• [Material supplied]:

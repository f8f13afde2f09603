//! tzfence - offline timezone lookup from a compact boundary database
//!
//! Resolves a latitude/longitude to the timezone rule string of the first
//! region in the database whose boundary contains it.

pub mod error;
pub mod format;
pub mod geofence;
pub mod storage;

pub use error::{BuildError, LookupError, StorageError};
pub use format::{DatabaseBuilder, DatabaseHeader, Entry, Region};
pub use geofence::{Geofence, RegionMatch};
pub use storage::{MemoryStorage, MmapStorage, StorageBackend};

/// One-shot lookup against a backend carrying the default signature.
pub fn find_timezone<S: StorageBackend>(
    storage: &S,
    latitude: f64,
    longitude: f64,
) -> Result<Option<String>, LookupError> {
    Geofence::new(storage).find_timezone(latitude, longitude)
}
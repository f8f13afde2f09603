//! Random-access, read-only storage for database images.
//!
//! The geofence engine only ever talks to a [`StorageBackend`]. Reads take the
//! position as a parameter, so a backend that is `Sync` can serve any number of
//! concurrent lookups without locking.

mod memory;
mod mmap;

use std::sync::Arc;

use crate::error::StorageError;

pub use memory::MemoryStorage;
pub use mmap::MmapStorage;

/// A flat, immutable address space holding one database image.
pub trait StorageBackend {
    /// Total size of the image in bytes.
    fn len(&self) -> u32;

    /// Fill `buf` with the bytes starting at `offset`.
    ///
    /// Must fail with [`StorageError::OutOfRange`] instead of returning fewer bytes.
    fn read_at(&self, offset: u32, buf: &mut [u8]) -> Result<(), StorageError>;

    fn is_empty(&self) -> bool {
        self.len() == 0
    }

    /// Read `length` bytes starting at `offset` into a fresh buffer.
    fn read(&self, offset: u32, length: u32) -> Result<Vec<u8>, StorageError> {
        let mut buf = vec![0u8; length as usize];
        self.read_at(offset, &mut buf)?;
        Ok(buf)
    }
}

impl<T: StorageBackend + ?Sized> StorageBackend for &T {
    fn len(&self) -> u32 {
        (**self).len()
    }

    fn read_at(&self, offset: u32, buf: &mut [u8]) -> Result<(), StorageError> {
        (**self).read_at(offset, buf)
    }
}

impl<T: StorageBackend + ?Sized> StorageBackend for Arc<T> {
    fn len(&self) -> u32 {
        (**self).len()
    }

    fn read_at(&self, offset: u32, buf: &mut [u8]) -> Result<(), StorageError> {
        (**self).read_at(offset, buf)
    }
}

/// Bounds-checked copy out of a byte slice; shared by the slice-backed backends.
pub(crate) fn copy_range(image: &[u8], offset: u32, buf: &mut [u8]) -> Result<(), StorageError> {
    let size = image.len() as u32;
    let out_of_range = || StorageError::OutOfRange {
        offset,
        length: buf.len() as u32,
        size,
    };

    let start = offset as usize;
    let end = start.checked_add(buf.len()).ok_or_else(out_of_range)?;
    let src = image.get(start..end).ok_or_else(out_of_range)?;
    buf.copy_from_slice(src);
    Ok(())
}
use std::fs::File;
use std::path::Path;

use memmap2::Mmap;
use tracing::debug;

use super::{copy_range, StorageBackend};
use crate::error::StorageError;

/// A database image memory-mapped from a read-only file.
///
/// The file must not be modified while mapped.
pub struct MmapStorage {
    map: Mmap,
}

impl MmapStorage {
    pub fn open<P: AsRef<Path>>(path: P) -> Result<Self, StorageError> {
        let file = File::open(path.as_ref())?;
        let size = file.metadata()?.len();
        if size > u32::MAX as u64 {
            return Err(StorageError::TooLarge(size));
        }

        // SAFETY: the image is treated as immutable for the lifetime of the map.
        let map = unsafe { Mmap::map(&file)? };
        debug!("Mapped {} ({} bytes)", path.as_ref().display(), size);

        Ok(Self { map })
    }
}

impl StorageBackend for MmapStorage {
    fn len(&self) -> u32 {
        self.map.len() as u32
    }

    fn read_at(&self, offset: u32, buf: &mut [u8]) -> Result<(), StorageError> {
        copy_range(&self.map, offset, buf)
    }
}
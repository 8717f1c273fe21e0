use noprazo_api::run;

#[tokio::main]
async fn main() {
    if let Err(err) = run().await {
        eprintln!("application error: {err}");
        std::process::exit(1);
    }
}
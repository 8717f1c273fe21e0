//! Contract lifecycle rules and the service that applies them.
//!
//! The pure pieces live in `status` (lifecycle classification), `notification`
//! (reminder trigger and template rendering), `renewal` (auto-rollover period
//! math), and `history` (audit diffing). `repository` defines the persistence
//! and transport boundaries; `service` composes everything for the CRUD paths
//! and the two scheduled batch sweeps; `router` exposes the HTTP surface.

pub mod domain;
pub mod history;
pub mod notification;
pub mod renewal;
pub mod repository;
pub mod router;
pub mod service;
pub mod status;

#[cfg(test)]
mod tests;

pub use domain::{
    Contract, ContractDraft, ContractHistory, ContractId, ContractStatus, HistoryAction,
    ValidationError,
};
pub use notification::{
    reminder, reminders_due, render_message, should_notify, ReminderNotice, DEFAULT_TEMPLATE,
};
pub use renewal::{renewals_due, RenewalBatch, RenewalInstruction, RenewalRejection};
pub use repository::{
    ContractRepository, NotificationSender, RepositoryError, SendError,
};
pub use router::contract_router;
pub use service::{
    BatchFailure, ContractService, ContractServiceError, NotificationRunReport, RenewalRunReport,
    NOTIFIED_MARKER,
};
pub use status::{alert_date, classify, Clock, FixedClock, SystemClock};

• [What to produce]: Give the number of lines in the records that contain the string "Sized", and nothing besides.

• [Output of the task]: 2